I've run into the situation a few times now where I've had "a b c" on
the stack, and wanted to perform "a c foo" followed by "b c bar"--
effectively a cleave followed by a spread. I had been doing this to
get that effect:
[ [ foo ] curry ]
[ [ bar ] curry ] bi bi*
This could also work:
[ dup swapd ] 2dip 2bi*
but that double nesting and repeated curry is an eyesore, and swapd is
evil, especially as part of a three-punch shuffling combo. So I threw
the following words into combinators.lib:
: bi, ( obj quot quot -- quot' quot' )
[ [ curry ] curry ] bi@ bi ; inline
: tri, ( obj quot quot quot -- quot' quot' quot' )
[ [ curry ] curry ] tri@ tri ; inline
So you can now say:
[ foo ] [ bar ] bi, bi*
Which reads nicely: "cleave the top value, then spread the next two
values".
Say you have the inverse problem: you have "a b c" on the stack, and
you need to "a b foo" followed by "a c bar". With these words:
: bi*, ( obj obj quot quot -- quot' quot' )
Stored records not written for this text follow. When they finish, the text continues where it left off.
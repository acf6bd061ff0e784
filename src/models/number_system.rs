//! Octet conversions and bitwise operations over 8-character binary strings.
//!
//! Binary octets are `String`s of exactly [`OCTET_BITS`] `'0'`/`'1'` characters,
//! most significant bit first. Every binary value starts life in
//! [`decimal_to_binary`], which pads to full width, so the bitwise helpers can
//! assume both operands are 8 characters long.

/// Number of bits in one address segment.
pub const OCTET_BITS: usize = 8;

/// Convert an octet to its 8-character binary form.
///
/// # Examples
/// ```
/// use subnet_planner::models::decimal_to_binary;
/// assert_eq!(decimal_to_binary(192), "11000000");
/// assert_eq!(decimal_to_binary(5), "00000101");
/// ```
pub fn decimal_to_binary(n: u8) -> String {
    let mut reversed = Vec::with_capacity(OCTET_BITS);
    let mut quotient = n;
    while quotient > 0 {
        reversed.push(if quotient % 2 == 1 { '1' } else { '0' });
        quotient /= 2;
    }
    // left pad
    while reversed.len() < OCTET_BITS {
        reversed.push('0');
    }
    reversed.iter().rev().collect()
}

/// Decode an 8-character binary octet, MSB weight 128.
pub fn binary_to_decimal(binary: &str) -> u8 {
    let weights = (0..OCTET_BITS as u32).rev();
    let sum: u64 = binary
        .chars()
        .zip(weights)
        .filter(|(bit, _)| *bit == '1')
        .map(|(_, weight)| power(2, weight))
        .sum();
    sum as u8
}

/// Bitwise AND of two binary octets.
pub fn and_octet(a: &str, b: &str) -> String {
    a.chars()
        .zip(b.chars())
        .map(|(x, y)| if x == '1' && y == '1' { '1' } else { '0' })
        .collect()
}

/// Bitwise OR of two binary octets.
pub fn or_octet(a: &str, b: &str) -> String {
    a.chars()
        .zip(b.chars())
        .map(|(x, y)| if x == '0' && y == '0' { '0' } else { '1' })
        .collect()
}

/// Bitwise complement of a binary octet.
pub fn not_octet(a: &str) -> String {
    a.chars()
        .map(|bit| if bit == '1' { '0' } else { '1' })
        .collect()
}

/// Rebuild a decimal number from its digit characters, most significant first.
///
/// Callers check that every character is an ASCII digit. The result saturates
/// instead of overflowing, which still fails every later range check.
pub fn char_digits_to_integer(digits: &[char]) -> u64 {
    digits
        .iter()
        .rev()
        .enumerate()
        .fold(0u64, |acc, (position, c)| {
            let digit = u64::from(c.to_digit(10).unwrap_or(0));
            acc.saturating_add(digit.saturating_mul(power(10, position as u32)))
        })
}

/// `base` raised to `exponent`, by squaring. Saturates at `u64::MAX`.
pub fn power(base: u64, exponent: u32) -> u64 {
    match exponent {
        0 => 1,
        1 => base,
        _ => {
            let half = power(base, exponent / 2);
            let squared = half.saturating_mul(half);
            if exponent % 2 == 0 {
                squared
            } else {
                squared.saturating_mul(base)
            }
        }
    }
}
[ [ curry ] curry ] bi@ bi* ; inline
: tri*, ( obj obj obj quot quot quot -- quot' quot' quot' )
[ [ curry ] curry ] tri@ tri* ; inline
you can say:
[ foo ] [ bar ] bi*, bi
"bi@," and "tri@," are also defined.
For the theorists, the nbi/ntri words could be defined as repeated
applications of bi,/tri,:
: 2bi bi, bi ;
: 3bi bi, bi, bi ;
: 4bi bi, bi, bi, bi ; ! etc.
That trick doesn't quite work for nbi*/ntri*/nbi@/ntri@ -- "bi*, bi*"
transposes its arguments relative to "2bi*":
a b c d [ + ] [ - ] 2bi* ! -- a+b c-d
a b c d [ + ] [ - ] bi*, bi* ! -- a+c b-d
That's actually kind of handy, since either stack order could be useful.